ABOUT THIS EXERCISE: The stretch from the line with "one paginated list." through the line with "confirmed by the" in the records below: write it out exactly, and nothing else.

(Collected data)
BEGIN

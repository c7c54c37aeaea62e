//! The cached shape of one paginated list.
//!
//! [`ListPartition`] is the core structure of the consistency layer: every
//! cached list is split into an `ordered` partition (relative positions
//! confirmed by the server's sort order) and an `unordered` partition (items
//! known to belong to the list, position not yet confirmed). Both are
//! explicit vectors — relative order is never delegated to map iteration
//! order.
//!
//! # Invariants
//!
//! - A keyed entry appears in at most one of the two partitions.
//! - The externally visible list is `ordered ++ unordered`.
//! - `cursor: None` means fully loaded; `Some` means more pages exist.

use serde::{Deserialize, Serialize};

use crate::field::FieldMap;
use crate::filter::SortKey;
use crate::id::EntityKey;
use crate::page::PageCursor;

/// One entry of a cached list.
///
/// Items the server identified normalize into the entity store and are held
/// here by key. Items with no identifiable id are kept inline: they can
/// never be matched by a later page, so they are never deduplicated —
/// degraded but safe.
#[derive(Clone, Debug, PartialEq, Serialize, Deserialize)]
pub enum ListEntry {
    Keyed(EntityKey),
    Inline(FieldMap),
}

impl ListEntry {
    /// The entity key, if this entry is identifiable.
    pub fn key(&self) -> Option<&EntityKey> {
        match self {
            Self::Keyed(key) => Some(key),
            Self::Inline(_) => None,
        }
    }

    /// Whether this entry refers to `key`.
    pub fn is(&self, key: &EntityKey) -> bool {
        self.key() == Some(key)
    }
}

/// Ordered/unordered split of one cached paginated list.
#[derive(Clone, Debug, Default, PartialEq, Serialize, Deserialize)]
pub struct ListPartition {
    /// Entries whose relative position the server has confirmed.
    pub ordered: Vec<ListEntry>,
    /// Entries known to belong to the list, position not yet confirmed.
    pub unordered: Vec<ListEntry>,
    /// Continuation token; `None` means the list is fully loaded.
    pub cursor: Option<PageCursor>,
    /// The sort order `ordered` was confirmed under.
    pub sort: Option<SortKey>,
}

impl ListPartition {
    /// An empty, fully-loaded partition with no recorded sort.
    pub fn new() -> Self {
        Self::default()
    }

    /// An empty partition recorded under `sort`.
    pub fn with_sort(sort: Option<SortKey>) -> Self {
        Self {
            sort,
            ..Self::default()
        }
    }

    /// Total number of visible entries.
    pub fn len(&self) -> usize {
        self.ordered.len() + self.unordered.len()
    }

    /// Returns `true` if both partitions are empty.
    pub fn is_empty(&self) -> bool {
        self.ordered.is_empty() && self.unordered.is_empty()
    }

    /// Returns `true` if no further pages exist on the server.
    pub fn is_fully_loaded(&self) -> bool {
        self.cursor.is_none()
    }

    /// Iterate the visible list: `ordered` then `unordered`.
    pub fn iter(&self) -> impl Iterator<Item = &ListEntry> {
        self.ordered.iter().chain(self.unordered.iter())
    }

    /// The visible list as an owned vector.
    pub fn visible(&self) -> Vec<ListEntry> {
        self.iter().cloned().collect()
    }

    /// Iterate the keys of all identifiable entries.
    pub fn keys(&self) -> impl Iterator<Item = &EntityKey> {
        self.iter().filter_map(ListEntry::key)
    }

    /// Whether `key` appears in either partition.
    pub fn contains(&self, key: &EntityKey) -> bool {
        self.iter().any(|entry| entry.is(key))
    }

    /// Position of `key` in the visible (`ordered ++ unordered`) list.
    pub fn index_of(&self, key: &EntityKey) -> Option<usize> {
        self.iter().position(|entry| entry.is(key))
    }

    /// Remove `key` from whichever partition holds it, returning its former
    /// visible index. No-op (`None`) if absent.
    pub fn remove(&mut self, key: &EntityKey) -> Option<usize> {
        if let Some(i) = self.ordered.iter().position(|e| e.is(key)) {
            self.ordered.remove(i);
            return Some(i);
        }
        if let Some(i) = self.unordered.iter().position(|e| e.is(key)) {
            self.unordered.remove(i);
            return Some(self.ordered.len() + i);
        }
        None
    }
}

/// A list fetched as `(cursor, limit)` rather than accumulated page by page
/// (e.g. a node's share members).
///
/// Keeping the request shape alongside the items lets the read policy decide
/// whether a cached answer already dominates a new request and can be
/// returned without a round-trip.
#[derive(Clone, Debug, Default, PartialEq, Serialize, Deserialize)]
pub struct BoundedList {
    pub items: Vec<ListEntry>,
    /// Continuation token after the cached window, if any.
    pub cursor: Option<PageCursor>,
    /// The limit the cached window was fetched with.
    pub limit: usize,
}

/// The `(cursor, limit)` shape of an incoming bounded-list request.
#[derive(Clone, Debug, Default, PartialEq)]
pub struct BoundedRequest {
    pub cursor: Option<PageCursor>,
    pub limit: usize,
}

#[cfg(test)]
mod tests {
    use super::*;
    use crate::id::{NodeId, TypeName};

    fn key(id: &str) -> EntityKey {
        EntityKey::new(TypeName::new("Node"), NodeId::new(id).unwrap())
    }

    fn entry(id: &str) -> ListEntry {
        ListEntry::Keyed(key(id))
    }

    fn partition(ordered: &[&str], unordered: &[&str]) -> ListPartition {
        ListPartition {
            ordered: ordered.iter().map(|id| entry(id)).collect(),
            unordered: unordered.iter().map(|id| entry(id)).collect(),
            cursor: None,
            sort: None,
        }
    }

    #[test]
    fn visible_is_ordered_then_unordered() {
        let p = partition(&["a", "b"], &["c"]);
        let ids: Vec<_> = p.keys().map(|k| k.id.as_str().to_string()).collect();
        assert_eq!(ids, ["a", "b", "c"]);
    }

    #[test]
    fn index_of_spans_both_partitions() {
        let p = partition(&["a", "b"], &["c"]);
        assert_eq!(p.index_of(&key("a")), Some(0));
        assert_eq!(p.index_of(&key("c")), Some(2));
        assert_eq!(p.index_of(&key("z")), None);
    }

    #[test]
    fn remove_reports_former_visible_index() {
        let mut p = partition(&["a", "b"], &["c"]);
        assert_eq!(p.remove(&key("c")), Some(2));
        assert_eq!(p.remove(&key("a")), Some(0));
        assert_eq!(p.remove(&key("a")), None);
        assert_eq!(p.len(), 1);
    }

    #[test]
    fn fully_loaded_tracks_cursor() {
        let mut p = partition(&["a"], &[]);
        assert!(p.is_fully_loaded());
        p.cursor = Some(PageCursor::new("tok"));
        assert!(!p.is_fully_loaded());
    }

    #[test]
    fn inline_entries_have_no_key() {
        let inline = ListEntry::Inline(FieldMap::new());
        assert_eq!(inline.key(), None);
        assert!(!inline.is(&key("a")));
    }
}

END

EXERCISE ANSWER:
//! The cached shape of one paginated list.
//!
//! [`ListPartition`] is the core structure of the consistency layer: every
//! cached list is split into an `ordered` partition (relative positions
//! confirmed by the server's sort order) and an `unordered` partition (items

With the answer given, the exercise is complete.